Processing of data for digital logic or communications applications generally requires a clock source at the frequency of the data. Ring oscillators have been widely used as high frequency clock sources, especially in phase-locked loop (PLL) applications where they may be used to multiply the frequency of a stable low frequency clock source. Ring oscillators are used due to their ease of design and very low silicon area when integrated on a chip. Conventional ring oscillators use an odd number of inversions to achieve stable oscillation. This suggests either an odd number of stages in the oscillator or use of a fully differential circuit design for each stage. Use of a fully differential circuit for each stage increases circuit area and is undesirable in some applications.

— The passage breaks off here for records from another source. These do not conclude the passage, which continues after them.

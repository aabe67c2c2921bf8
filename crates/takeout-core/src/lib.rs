//! # takeout-core: Keys, signing and encryption for account exports
//!
//! - **Pluggable backends**: `native` (Ed25519 + X25519, pure Rust) or
//!   `gpg` (drives the GnuPG binary)
//! - **Keyring**: directory of armored keys with owner trust
//! - **Bundle sealing**: sign, optionally encrypt, archive
//! - **Verification**: the inverse, for clients holding the export
//!
//! ## Example: Seal and verify
//!
//! ```rust
//! use std::sync::Arc;
//! use takeout_core::{BundleSealer, CryptoBackend, Keyring, NativeBackend, verify_and_decrypt};
//! use takeout_proto::DumpFormat;
//!
//! # #[tokio::main(flavor = "current_thread")]
//! # async fn main() -> Result<(), Box<dyn std::error::Error>> {
//! let backend = Arc::new(NativeBackend::new(Keyring::in_memory()));
//! let fp = backend.generate_key("Takeout Export <ops@example.com>", None).await?;
//! let public = backend.export_public_key(&fp).await?;
//!
//! let sealer = BundleSealer::new(backend.clone(), fp).encrypt_to(fp);
//! let bundle = sealer.seal("doc", "bob", DumpFormat::Sql, b"-- empty\n").await?;
//!
//! let export = verify_and_decrypt(backend.as_ref(), &bundle.bytes, Some(&public), None).await?;
//! assert!(export.valid);
//! assert_eq!(export.plaintext, b"-- empty\n");
//! # Ok(())
//! # }
//! ```

pub mod backend;
pub mod bundle;
pub mod error;
pub mod fingerprint;
pub mod keyring;
pub mod keys;
pub mod trust;
pub mod verify;

// Re-exports for convenience
pub use backend::{
    BackendKind, BackendOptions, CryptoBackend, GpgBackend, NativeBackend, Verification,
    open_backend,
};
pub use bundle::{BundleError, BundleSealer, ExportMode, SealStage, SealedBundle};
pub use error::{CoreError, CoreResult};
pub use fingerprint::Fingerprint;
pub use keyring::{KeyInfo, Keyring};
pub use keys::{KdfParams, KeyPair, LockedSecretKey, PublicKeyBundle};
pub use trust::TrustLevel;
pub use verify::{VerifiedExport, verify_and_decrypt};
//! Owner trust levels

use std::fmt;
use std::str::FromStr;

use serde::{Deserialize, Serialize};

use crate::error::CoreError;

#[derive(Debug, Clone, Copy, PartialEq, Eq, Hash, Default, Serialize, Deserialize)]
#[serde(rename_all = "lowercase")]
pub enum TrustLevel {
    #[default]
    Unknown,
    Never,
    Marginal,
    Full,
    Ultimate,
}

impl TrustLevel {
    pub fn as_str(&self) -> &'static str {
        match self {
            TrustLevel::Unknown => "unknown",
            TrustLevel::Never => "never",
            TrustLevel::Marginal => "marginal",
            TrustLevel::Full => "full",
            TrustLevel::Ultimate => "ultimate",
        }
    }

    /// Value understood by `gpg --import-ownertrust`
    pub fn gpg_ownertrust(&self) -> u8 {
        match self {
            TrustLevel::Unknown => 2,
            TrustLevel::Never => 3,
            TrustLevel::Marginal => 4,
            TrustLevel::Full => 5,
            TrustLevel::Ultimate => 6,
        }
    }

    /// Map the ownertrust letter from a `--with-colons` listing
    pub fn from_gpg_letter(letter: &str) -> Self {
        match letter {
            "n" => TrustLevel::Never,
            "m" => TrustLevel::Marginal,
            "f" => TrustLevel::Full,
            "u" => TrustLevel::Ultimate,
            _ => TrustLevel::Unknown,
        }
    }

    /// Signatures from keys at this level verify without a trust warning
    pub fn is_trusted(&self) -> bool {
        matches!(self, TrustLevel::Full | TrustLevel::Ultimate)
    }
}

impl fmt::Display for TrustLevel {
    fn fmt(&self, f: &mut fmt::Formatter<'_>) -> fmt::Result {
        f.write_str(self.as_str())
    }
}

impl FromStr for TrustLevel {
    type Err = CoreError;

    fn from_str(s: &str) -> Result<Self, Self::Err> {
        match s.trim().to_lowercase().as_str() {
            "unknown" | "1" => Ok(TrustLevel::Unknown),
            "never" | "none" | "2" => Ok(TrustLevel::Never),
            "marginal" | "3" => Ok(TrustLevel::Marginal),
            "full" | "fully" | "4" => Ok(TrustLevel::Full),
            "ultimate" | "ultimately" | "5" => Ok(TrustLevel::Ultimate),
            other => Err(CoreError::InvalidKey(format!(
                "Unknown trust level: {other} (expected unknown|never|marginal|full|ultimate or 1-5)"
            ))),
        }
    }
}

Clock sources often must be able to produce quadrature outputs, not just true and complement outputs. Two outputs are in quadrature when one is phase shifted by about one quarter of a period with relation to the other. When a ring oscillator has an odd number of stages, it is difficult to produce two outputs in quadrature (without additional circuitry). Therefore it is desirable to have an even number of stages in the ring oscillator, which is not generally possible with conventional designs other than differential circuit designs.

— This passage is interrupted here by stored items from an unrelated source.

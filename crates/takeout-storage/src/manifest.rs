//! Export manifest: which tables belong to an account and how they are scoped

use serde::{Deserialize, Serialize};

use crate::error::{StoreError, StoreResult};

/// Tables exported for every account unless the manifest overrides them
pub const DEFAULT_TABLES: &[&str] = &[
    "AchievementPoints",
    "AchievementTaskState",
    "Dragons",
    "GameData",
    "GameDataPairs",
    "GroupViking",
    "Groups",
    "Images",
    "InventoryItems",
    "MMORoles",
    "MissionStates",
    "Neighborhoods",
    "PairData",
    "Pairs",
    "Parties",
    "ProfileAnswers",
    "RatingRanks",
    "Ratings",
    "RoomItems",
    "Rooms",
    "SavedData",
    "SceneData",
    "Sessions",
    "TaskStatuses",
    "UserBadgesCompleted",
    "UserMissionData",
];

/// The account table looked up by the identity claim
#[derive(Debug, Clone, PartialEq, Eq, Serialize, Deserialize)]
#[serde(default)]
pub struct PrincipalSpec {
    pub table: String,
    pub id_column: String,
    pub name_column: String,
    pub credential_column: String,
    /// Only these principal columns reach the export
    pub export_columns: Vec<String>,
}

impl Default for PrincipalSpec {
    fn default() -> Self {
        Self {
            table: "Users".into(),
            id_column: "Id".into(),
            name_column: "Username".into(),
            credential_column: "Email".into(),
            export_columns: vec!["Id".into(), "Username".into(), "Email".into()],
        }
    }
}

/// The one-to-one record owned by the principal
#[derive(Debug, Clone, PartialEq, Eq, Serialize, Deserialize)]
#[serde(default)]
pub struct AggregateSpec {
    pub table: String,
    pub id_column: String,
    /// Column holding the principal's id
    pub owner_column: String,
}

impl Default for AggregateSpec {
    fn default() -> Self {
        Self {
            table: "Vikings".into(),
            id_column: "Id".into(),
            owner_column: "UserId".into(),
        }
    }
}

/// Which key a dependent table is filtered on
#[derive(Debug, Clone, Copy, PartialEq, Eq, Serialize, Deserialize)]
#[serde(rename_all = "snake_case")]
pub enum Scope {
    AggregateRoot,
    Principal,
}

/// A dependent table, optionally pinned to one scope
///
/// In TOML either a bare name or `{ name = "...", scope = "principal" }`.
#[derive(Debug, Clone, PartialEq, Eq, Serialize, Deserialize)]
#[serde(from = "TableEntry")]
pub struct TableSpec {
    pub name: String,
    pub scope: Option<Scope>,
}

impl TableSpec {
    pub fn new(name: impl Into<String>) -> Self {
        Self {
            name: name.into(),
            scope: None,
        }
    }

    pub fn pinned(name: impl Into<String>, scope: Scope) -> Self {
        Self {
            name: name.into(),
            scope: Some(scope),
        }
    }
}

#[derive(Deserialize)]
#[serde(untagged)]
enum TableEntry {
    Name(String),
    Spec { name: String, scope: Option<Scope> },
}

impl From<TableEntry> for TableSpec {
    fn from(entry: TableEntry) -> Self {
        match entry {
            TableEntry::Name(name) => TableSpec::new(name),
            TableEntry::Spec { name, scope } => TableSpec { name, scope },
        }
    }
}

#[derive(Debug, Clone, PartialEq, Eq, Serialize, Deserialize)]
#[serde(default)]
pub struct ExportManifest {
    pub principal: PrincipalSpec,
    pub aggregate: AggregateSpec,
    /// Column in dependent tables referencing the aggregate root
    pub aggregate_key_column: String,
    /// Column in dependent tables referencing the principal
    pub principal_key_column: String,
    /// Dropped from every exported row, whatever the table
    pub excluded_columns: Vec<String>,
    pub tables: Vec<TableSpec>,
}

impl Default for ExportManifest {
    fn default() -> Self {
        Self {
            principal: PrincipalSpec::default(),
            aggregate: AggregateSpec::default(),
            aggregate_key_column: "VikingId".into(),
            principal_key_column: "UserId".into(),
            excluded_columns: vec!["Password".into()],
            tables: DEFAULT_TABLES.iter().map(|t| TableSpec::new(*t)).collect(),
        }
    }
}

impl ExportManifest {
    pub fn is_excluded(&self, column: &str) -> bool {
        self.excluded_columns
            .iter()
            .any(|c| c.eq_ignore_ascii_case(column))
    }

    /// Key column for a scope
    pub fn key_column(&self, scope: Scope) -> &str {
        match scope {
            Scope::AggregateRoot => &self.aggregate_key_column,
            Scope::Principal => &self.principal_key_column,
        }
    }

    /// Pick the scope for a table given its introspected columns
    ///
    /// Aggregate-root scoping wins when both key columns are present.
    pub fn resolve_scope(&self, table: &TableSpec, columns: &[String]) -> Option<Scope> {
        let has = |col: &str| columns.iter().any(|c| c == col);
        match table.scope {
            Some(pinned) => has(self.key_column(pinned)).then_some(pinned),
            None if has(&self.aggregate_key_column) => Some(Scope::AggregateRoot),
            None if has(&self.principal_key_column) => Some(Scope::Principal),
            None => None,
        }
    }

    /// Reject manifests that could never produce a sensible export
    pub fn validate(&self) -> StoreResult<()> {
        let named = [
            ("principal.table", &self.principal.table),
            ("principal.id_column", &self.principal.id_column),
            ("principal.name_column", &self.principal.name_column),
            ("principal.credential_column", &self.principal.credential_column),
            ("aggregate.table", &self.aggregate.table),
            ("aggregate.id_column", &self.aggregate.id_column),
            ("aggregate.owner_column", &self.aggregate.owner_column),
            ("aggregate_key_column", &self.aggregate_key_column),
            ("principal_key_column", &self.principal_key_column),
        ];
        for (field, value) in named {
            if value.trim().is_empty() {
                return Err(StoreError::Manifest(format!("{field} must not be empty")));
            }
        }

        let keys = [
            ("aggregate_key_column", &self.aggregate_key_column),
            ("principal_key_column", &self.principal_key_column),
        ];
        for (field, column) in keys {
            if self.is_excluded(column) {
                return Err(StoreError::Manifest(format!(
                    "{field} {column} is also excluded"
                )));
            }
        }

        if let Some(col) = self
            .principal
            .export_columns
            .iter()
            .find(|c| self.is_excluded(c))
        {
            return Err(StoreError::Manifest(format!(
                "principal export column {col} is also excluded"
            )));
        }

        let mut seen = std::collections::HashSet::new();
        for table in &self.tables {
            if table.name.trim().is_empty() {
                return Err(StoreError::Manifest("empty table name".into()));
            }
            if !seen.insert(table.name.as_str()) {
                return Err(StoreError::Manifest(format!(
                    "table {} listed twice",
                    table.name
                )));
            }
        }
        Ok(())
    }
}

Array oscillator techniques have been applied to solve this problem. A recent example was published at the European Solid-State Circuits Conference 2003 (ESSCIRC 2003) entitled “CMOS Ring Oscillator with Quadrature Outputs and 100 MHz to 3.5 GHz Tuning Range” by M. Grozing et al. Their scheme is shown in FIG. 1, using eight identical CMOS inverter stages connected in a feed-forward array. The feed-forward inverters allow the normal four stage ring to oscillate and speed up the frequency. Since it is a ring with four identical output nodes, successive nodes are generally in quadrature.
This scheme as shown in FIG. 1 does not show any means for varying the frequency of oscillation, which is highly desired, if not required, for many PLL applications. Grozing et al. used the circuit shown in FIG. 2 for each inverter pair. The circuit of FIG. 2 represents, for example, inverters 102 and 106 in FIG. 1. P-channel bias transistor 203 and n-channel bias transistor 204 control (or “steer”) the current available to turn a successive stage on and off, thus controlling the circuit delay and thus the frequency of the oscillator.
The current steering technique has two undesirable attributes. First, as the current changes, the up and down levels of the signals change. An output circuit which can respond to this varying level may need to be included in the oscillator. As the signal level gets lower, the noise also increases. The second undesirable attribute is that the frequency control voltage applied to the p-channel bias transistor 203 is generally different from the frequency control voltage applied to the n-channel bias transistor 204, but is generally related by a constant which is affected by manufacturing variations in transistor parameters. Grozing et al. teach the use of voltage regulator circuits to adjust the two control voltages.
From the above discussion it is apparent that simple circuits using standard CMOS inverter stages in an array oscillator configuration is desirable. It is also desirable to be able to control the frequency of the array oscillator using a single control voltage.